[Records contained in a dataset]
= Beginning of Section =
//! CLI Exit Code Registry
//!
//! This is the single source of truth for all CLI exit codes.
//! Exit codes are part of the shell contract; scripts rely on them.
//!
//! # Exit Code Ranges
//!
//! | Range   | Domain     | Description                                |
//! |---------|------------|--------------------------------------------|
//! | 0       | Universal  | Success (including "nothing to change")    |
//! | 1       | Universal  | General error (unspecified)                |
//! | 2       | Universal  | CLI usage error (bad args, missing input)  |
//! | 3-9     | submit     | Extraction and store failures              |
//! | 10-19   | ai         | AI provider/keychain codes                 |
//!
//! # Adding New Exit Codes
//!
//! 1. Add the constant in the appropriate range
//! 2. Document what triggers it
//! 3. Update the table above
//! 4. Wire it into the relevant command's error handling

use rekap_ai::{ExtractionError, OracleError};
use rekap_recon::MergeError;

use crate::submit::SubmitFailure;

// =============================================================================
// Universal (0-2)
// =============================================================================

/// Success - command completed without errors.
pub const EXIT_SUCCESS: u8 = 0;

/// General error - unspecified failure.
/// Avoid using this; prefer a specific error code.
pub const EXIT_ERROR: u8 = 1;

/// Usage error - bad arguments, empty input text.
pub const EXIT_USAGE: u8 = 2;

// =============================================================================
// Submit (3-9)
// =============================================================================

/// The model answered but no usable record survived validation.
pub const EXIT_NOTHING_EXTRACTED: u8 = 3;

/// The model answer was not JSON or had an unsupported shape.
pub const EXIT_EXTRACT_PARSE: u8 = 4;

/// The store file exists but is not a readable table with an id column.
pub const EXIT_STORE_CORRUPT: u8 = 5;

/// The store could not be read or written (permissions, disk full).
pub const EXIT_STORE_IO: u8 = 6;

// =============================================================================
// AI (10-19)
// =============================================================================

/// AI disabled (provider=none).
pub const EXIT_AI_DISABLED: u8 = 10;

/// AI provider configured but API key missing.
pub const EXIT_AI_MISSING_KEY: u8 = 11;

/// Keychain error (cannot read/write credentials).
pub const EXIT_AI_KEYCHAIN_ERR: u8 = 12;

/// Provider unreachable or timed out.
pub const EXIT_AI_UNREACHABLE: u8 = 13;

/// Provider answered with an error status or an unreadable envelope.
pub const EXIT_AI_API_ERROR: u8 = 14;

// =============================================================================
// Error mapping
// =============================================================================

pub fn oracle_exit_code(err: &OracleError) -> u8 {
    match err {
        OracleError::NotConfigured(_) => EXIT_AI_DISABLED,
        OracleError::MissingKey => EXIT_AI_MISSING_KEY,
        OracleError::Timeout(_) | OracleError::NetworkError(_) => EXIT_AI_UNREACHABLE,
        OracleError::ApiError { .. } | OracleError::InvalidResponse(_) => EXIT_AI_API_ERROR,
    }
}

pub fn extraction_exit_code(err: &ExtractionError) -> u8 {
    match err {
        ExtractionError::EmptyInput => EXIT_USAGE,
        ExtractionError::Oracle(e) => oracle_exit_code(e),
        ExtractionError::Parse(_) | ExtractionError::UnrecognizedShape(_) => EXIT_EXTRACT_PARSE,
    }
}

pub fn merge_exit_code(err: &MergeError) -> u8 {
    if err.is_corrupt() {
        EXIT_STORE_CORRUPT
    } else {
        EXIT_STORE_IO
    }
}

pub fn submit_exit_code(failure: &SubmitFailure) -> u8 {
    match failure {
        SubmitFailure::Extraction(e) => extraction_exit_code(e),
        SubmitFailure::NothingExtracted { .. } => EXIT_NOTHING_EXTRACTED,
        SubmitFailure::Store(e) => merge_exit_code(e),
    }
}

#[cfg(test)]
mod tests {
    use super::*;
    use rekap_core::StoreError;
    use std::time::Duration;

    #[test]
    fn test_codes_are_distinct() {
        let codes = [
            EXIT_SUCCESS,
            EXIT_ERROR,
            EXIT_USAGE,
            EXIT_NOTHING_EXTRACTED,
            EXIT_EXTRACT_PARSE,
            EXIT_STORE_CORRUPT,
            EXIT_STORE_IO,
            EXIT_AI_DISABLED,
            EXIT_AI_MISSING_KEY,
            EXIT_AI_KEYCHAIN_ERR,
            EXIT_AI_UNREACHABLE,
            EXIT_AI_API_ERROR,
        ];
        let mut sorted = codes.to_vec();
        sorted.sort();
        sorted.dedup();
        assert_eq!(sorted.len(), codes.len());
    }

    #[test]
    fn test_failure_mapping() {
        let corrupt = SubmitFailure::Store(MergeError::Load(StoreError::Corrupt {
            location: "data_akademik.csv".to_string(),
            reason: "no id column".to_string(),
        }));
        assert_eq!(submit_exit_code(&corrupt), EXIT_STORE_CORRUPT);

        let io = SubmitFailure::Store(MergeError::Save(StoreError::Io("disk full".to_string())));
        assert_eq!(submit_exit_code(&io), EXIT_STORE_IO);

        let timeout = SubmitFailure::Extraction(ExtractionError::Oracle(OracleError::Timeout(Duration::from_secs(120))));
        assert_eq!(submit_exit_code(&timeout), EXIT_AI_UNREACHABLE);

        let nothing = SubmitFailure::NothingExtracted { rejected: 2 };
        assert_eq!(submit_exit_code(&nothing), EXIT_NOTHING_EXTRACTED);
    }
}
= End of Section =
WORK TASK :: Filter the records above for "Universal" and copy every matching line.

REPLY TO THE TASK ::
//! | 0       | Universal  | Success (including "nothing to change")    |
//! | 1       | Universal  | General error (unspecified)                |
//! | 2       | Universal  | CLI usage error (bad args, missing input)  |
// Universal (0-2)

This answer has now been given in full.